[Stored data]
=== Begin Enclosure ===

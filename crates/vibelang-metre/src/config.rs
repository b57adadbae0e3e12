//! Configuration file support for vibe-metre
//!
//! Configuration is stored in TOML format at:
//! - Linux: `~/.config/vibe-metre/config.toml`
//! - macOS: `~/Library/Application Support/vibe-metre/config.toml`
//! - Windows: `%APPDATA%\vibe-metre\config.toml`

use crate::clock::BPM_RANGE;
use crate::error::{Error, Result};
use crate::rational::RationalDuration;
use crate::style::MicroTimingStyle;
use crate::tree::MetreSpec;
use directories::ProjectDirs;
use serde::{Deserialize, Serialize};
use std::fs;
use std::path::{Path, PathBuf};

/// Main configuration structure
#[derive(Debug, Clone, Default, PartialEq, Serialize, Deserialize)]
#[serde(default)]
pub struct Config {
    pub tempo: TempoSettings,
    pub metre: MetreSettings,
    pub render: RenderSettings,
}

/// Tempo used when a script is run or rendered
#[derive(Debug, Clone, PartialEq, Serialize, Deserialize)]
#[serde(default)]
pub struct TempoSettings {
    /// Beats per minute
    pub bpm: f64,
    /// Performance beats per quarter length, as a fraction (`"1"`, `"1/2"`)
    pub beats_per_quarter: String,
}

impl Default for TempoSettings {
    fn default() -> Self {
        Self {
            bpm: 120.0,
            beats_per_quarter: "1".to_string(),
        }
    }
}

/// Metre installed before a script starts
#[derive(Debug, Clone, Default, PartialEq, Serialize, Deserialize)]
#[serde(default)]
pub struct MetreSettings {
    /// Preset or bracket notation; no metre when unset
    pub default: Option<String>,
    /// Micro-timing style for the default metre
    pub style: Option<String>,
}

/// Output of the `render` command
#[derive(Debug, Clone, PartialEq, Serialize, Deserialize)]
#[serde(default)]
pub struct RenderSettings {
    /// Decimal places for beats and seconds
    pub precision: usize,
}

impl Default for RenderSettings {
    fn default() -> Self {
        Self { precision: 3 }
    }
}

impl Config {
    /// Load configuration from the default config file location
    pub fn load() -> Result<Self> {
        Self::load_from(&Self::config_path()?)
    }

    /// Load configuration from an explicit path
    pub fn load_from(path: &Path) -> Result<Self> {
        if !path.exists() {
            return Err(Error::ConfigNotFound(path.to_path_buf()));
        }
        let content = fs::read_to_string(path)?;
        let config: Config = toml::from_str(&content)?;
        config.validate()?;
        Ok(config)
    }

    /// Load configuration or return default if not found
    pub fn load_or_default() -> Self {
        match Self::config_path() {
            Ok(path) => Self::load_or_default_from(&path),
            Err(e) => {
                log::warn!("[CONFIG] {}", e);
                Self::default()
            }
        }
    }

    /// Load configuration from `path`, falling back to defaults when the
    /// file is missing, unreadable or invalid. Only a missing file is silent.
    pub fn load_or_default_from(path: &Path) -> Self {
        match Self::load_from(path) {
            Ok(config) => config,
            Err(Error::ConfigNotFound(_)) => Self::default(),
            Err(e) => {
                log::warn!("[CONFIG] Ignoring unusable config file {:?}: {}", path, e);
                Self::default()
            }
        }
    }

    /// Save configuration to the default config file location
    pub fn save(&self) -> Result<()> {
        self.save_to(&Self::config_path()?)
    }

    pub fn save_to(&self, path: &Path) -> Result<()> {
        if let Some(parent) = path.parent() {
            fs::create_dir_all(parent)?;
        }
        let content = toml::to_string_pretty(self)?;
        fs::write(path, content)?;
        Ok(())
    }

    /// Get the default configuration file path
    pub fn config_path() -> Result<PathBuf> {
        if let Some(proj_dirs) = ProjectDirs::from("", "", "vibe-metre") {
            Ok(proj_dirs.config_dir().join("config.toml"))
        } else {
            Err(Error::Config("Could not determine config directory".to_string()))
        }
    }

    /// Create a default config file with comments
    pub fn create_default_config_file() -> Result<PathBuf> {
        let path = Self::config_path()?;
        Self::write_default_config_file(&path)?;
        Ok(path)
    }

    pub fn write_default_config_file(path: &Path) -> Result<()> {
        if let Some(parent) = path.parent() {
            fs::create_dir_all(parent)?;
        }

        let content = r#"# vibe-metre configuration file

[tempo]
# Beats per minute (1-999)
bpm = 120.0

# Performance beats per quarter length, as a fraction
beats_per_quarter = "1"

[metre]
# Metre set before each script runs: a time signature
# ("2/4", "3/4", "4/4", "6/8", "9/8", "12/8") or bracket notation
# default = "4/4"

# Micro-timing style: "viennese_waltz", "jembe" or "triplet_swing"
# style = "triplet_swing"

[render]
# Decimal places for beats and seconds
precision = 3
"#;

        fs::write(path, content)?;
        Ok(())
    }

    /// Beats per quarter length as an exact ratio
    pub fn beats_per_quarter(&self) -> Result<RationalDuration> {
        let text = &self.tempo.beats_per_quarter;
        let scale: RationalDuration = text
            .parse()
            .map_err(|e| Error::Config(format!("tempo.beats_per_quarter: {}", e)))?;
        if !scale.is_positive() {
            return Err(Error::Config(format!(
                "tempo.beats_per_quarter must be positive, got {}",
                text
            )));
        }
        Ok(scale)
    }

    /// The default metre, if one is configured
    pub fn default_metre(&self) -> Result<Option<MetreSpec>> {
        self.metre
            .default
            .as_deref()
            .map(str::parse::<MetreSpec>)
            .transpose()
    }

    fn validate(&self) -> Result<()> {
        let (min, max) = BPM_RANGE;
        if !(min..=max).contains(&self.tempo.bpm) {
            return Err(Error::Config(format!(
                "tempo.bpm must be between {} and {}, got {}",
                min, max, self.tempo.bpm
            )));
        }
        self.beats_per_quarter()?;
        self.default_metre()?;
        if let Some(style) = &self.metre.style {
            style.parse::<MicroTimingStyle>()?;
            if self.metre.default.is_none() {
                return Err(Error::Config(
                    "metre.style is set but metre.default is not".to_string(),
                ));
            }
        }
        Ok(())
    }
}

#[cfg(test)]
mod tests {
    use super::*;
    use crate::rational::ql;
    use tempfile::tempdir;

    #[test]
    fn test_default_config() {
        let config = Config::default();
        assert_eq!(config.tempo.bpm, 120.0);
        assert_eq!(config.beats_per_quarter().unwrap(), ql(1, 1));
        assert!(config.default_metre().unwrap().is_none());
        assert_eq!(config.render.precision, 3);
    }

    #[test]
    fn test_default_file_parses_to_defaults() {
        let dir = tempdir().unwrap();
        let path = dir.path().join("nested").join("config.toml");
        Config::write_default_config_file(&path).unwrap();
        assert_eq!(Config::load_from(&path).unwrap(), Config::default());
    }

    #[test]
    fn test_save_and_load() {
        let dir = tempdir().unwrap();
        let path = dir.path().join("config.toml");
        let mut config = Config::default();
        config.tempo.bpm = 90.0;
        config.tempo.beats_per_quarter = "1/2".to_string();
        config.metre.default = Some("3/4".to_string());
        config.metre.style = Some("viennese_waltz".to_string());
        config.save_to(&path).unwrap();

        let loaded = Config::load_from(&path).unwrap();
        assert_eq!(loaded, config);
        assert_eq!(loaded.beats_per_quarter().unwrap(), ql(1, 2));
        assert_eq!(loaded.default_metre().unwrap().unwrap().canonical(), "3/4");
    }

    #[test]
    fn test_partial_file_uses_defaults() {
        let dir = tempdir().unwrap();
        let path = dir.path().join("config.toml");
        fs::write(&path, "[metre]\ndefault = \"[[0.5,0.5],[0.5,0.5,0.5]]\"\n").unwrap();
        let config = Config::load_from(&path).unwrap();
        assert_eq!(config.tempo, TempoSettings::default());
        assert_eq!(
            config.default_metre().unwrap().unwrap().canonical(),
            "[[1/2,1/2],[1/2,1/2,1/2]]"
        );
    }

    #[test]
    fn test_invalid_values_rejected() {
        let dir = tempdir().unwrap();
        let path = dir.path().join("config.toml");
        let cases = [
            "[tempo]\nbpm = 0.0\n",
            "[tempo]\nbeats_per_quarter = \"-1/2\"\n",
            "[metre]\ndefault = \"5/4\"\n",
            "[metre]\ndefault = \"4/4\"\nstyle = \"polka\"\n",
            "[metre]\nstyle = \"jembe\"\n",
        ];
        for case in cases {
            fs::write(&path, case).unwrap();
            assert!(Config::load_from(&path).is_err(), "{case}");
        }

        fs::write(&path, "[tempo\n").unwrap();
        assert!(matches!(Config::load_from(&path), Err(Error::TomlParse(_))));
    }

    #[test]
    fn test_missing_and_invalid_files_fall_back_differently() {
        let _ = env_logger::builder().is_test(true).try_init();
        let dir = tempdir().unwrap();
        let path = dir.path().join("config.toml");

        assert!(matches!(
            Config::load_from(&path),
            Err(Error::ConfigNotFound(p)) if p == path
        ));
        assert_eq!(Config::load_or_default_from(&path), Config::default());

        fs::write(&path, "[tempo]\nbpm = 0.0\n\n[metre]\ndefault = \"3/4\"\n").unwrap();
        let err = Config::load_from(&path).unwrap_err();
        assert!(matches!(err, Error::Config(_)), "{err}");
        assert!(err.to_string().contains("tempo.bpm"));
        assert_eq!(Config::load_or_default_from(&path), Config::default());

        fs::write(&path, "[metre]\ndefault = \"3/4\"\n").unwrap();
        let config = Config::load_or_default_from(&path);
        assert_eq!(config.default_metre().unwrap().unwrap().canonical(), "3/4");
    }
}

=== End Enclosure ===
=== Begin Enclosure ===

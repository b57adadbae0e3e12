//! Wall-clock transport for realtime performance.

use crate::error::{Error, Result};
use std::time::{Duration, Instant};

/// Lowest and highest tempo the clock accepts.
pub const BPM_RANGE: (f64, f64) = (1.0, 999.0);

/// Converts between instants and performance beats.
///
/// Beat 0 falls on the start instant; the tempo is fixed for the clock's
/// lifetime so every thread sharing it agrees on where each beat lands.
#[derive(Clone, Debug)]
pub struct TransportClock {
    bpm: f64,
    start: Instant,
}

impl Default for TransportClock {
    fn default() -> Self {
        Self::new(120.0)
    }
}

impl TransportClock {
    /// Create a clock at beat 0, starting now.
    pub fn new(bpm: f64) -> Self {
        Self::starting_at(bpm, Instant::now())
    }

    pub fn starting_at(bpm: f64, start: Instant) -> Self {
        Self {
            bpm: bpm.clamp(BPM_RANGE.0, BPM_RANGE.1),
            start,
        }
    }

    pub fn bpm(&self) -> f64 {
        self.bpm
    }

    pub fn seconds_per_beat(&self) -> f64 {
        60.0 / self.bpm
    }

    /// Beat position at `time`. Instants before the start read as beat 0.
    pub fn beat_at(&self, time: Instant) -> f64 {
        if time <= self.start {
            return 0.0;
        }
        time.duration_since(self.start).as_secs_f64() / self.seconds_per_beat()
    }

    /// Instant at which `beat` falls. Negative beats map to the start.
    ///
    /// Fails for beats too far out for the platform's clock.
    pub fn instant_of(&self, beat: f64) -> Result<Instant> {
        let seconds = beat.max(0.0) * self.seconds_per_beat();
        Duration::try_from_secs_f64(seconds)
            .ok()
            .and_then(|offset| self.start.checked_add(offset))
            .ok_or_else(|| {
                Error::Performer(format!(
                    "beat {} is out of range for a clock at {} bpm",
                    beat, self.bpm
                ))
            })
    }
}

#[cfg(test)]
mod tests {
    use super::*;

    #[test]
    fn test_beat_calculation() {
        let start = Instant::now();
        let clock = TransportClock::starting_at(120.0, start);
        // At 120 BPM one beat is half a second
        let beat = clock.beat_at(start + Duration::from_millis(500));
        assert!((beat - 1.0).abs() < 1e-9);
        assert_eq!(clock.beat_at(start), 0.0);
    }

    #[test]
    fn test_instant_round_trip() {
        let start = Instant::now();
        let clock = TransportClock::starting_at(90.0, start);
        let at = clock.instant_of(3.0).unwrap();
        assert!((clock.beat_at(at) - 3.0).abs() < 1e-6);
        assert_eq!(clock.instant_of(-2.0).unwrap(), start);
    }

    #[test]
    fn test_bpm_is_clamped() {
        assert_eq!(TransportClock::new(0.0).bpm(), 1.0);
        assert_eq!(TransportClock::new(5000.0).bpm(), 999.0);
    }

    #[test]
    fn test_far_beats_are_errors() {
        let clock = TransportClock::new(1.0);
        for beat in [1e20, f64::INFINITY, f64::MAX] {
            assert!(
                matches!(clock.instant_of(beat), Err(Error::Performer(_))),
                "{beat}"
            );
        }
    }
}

=== End Enclosure ===

__EXERCISE REQUIREMENTS__
Search the entries above for the string "format". Copy each line in which it appears.

__ANSWER BELOW__
//! Configuration is stored in TOML format at:
            .map_err(|e| Error::Config(format!("tempo.beats_per_quarter: {}", e)))?;
            return Err(Error::Config(format!(
            return Err(Error::Config(format!(
                Error::Performer(format!(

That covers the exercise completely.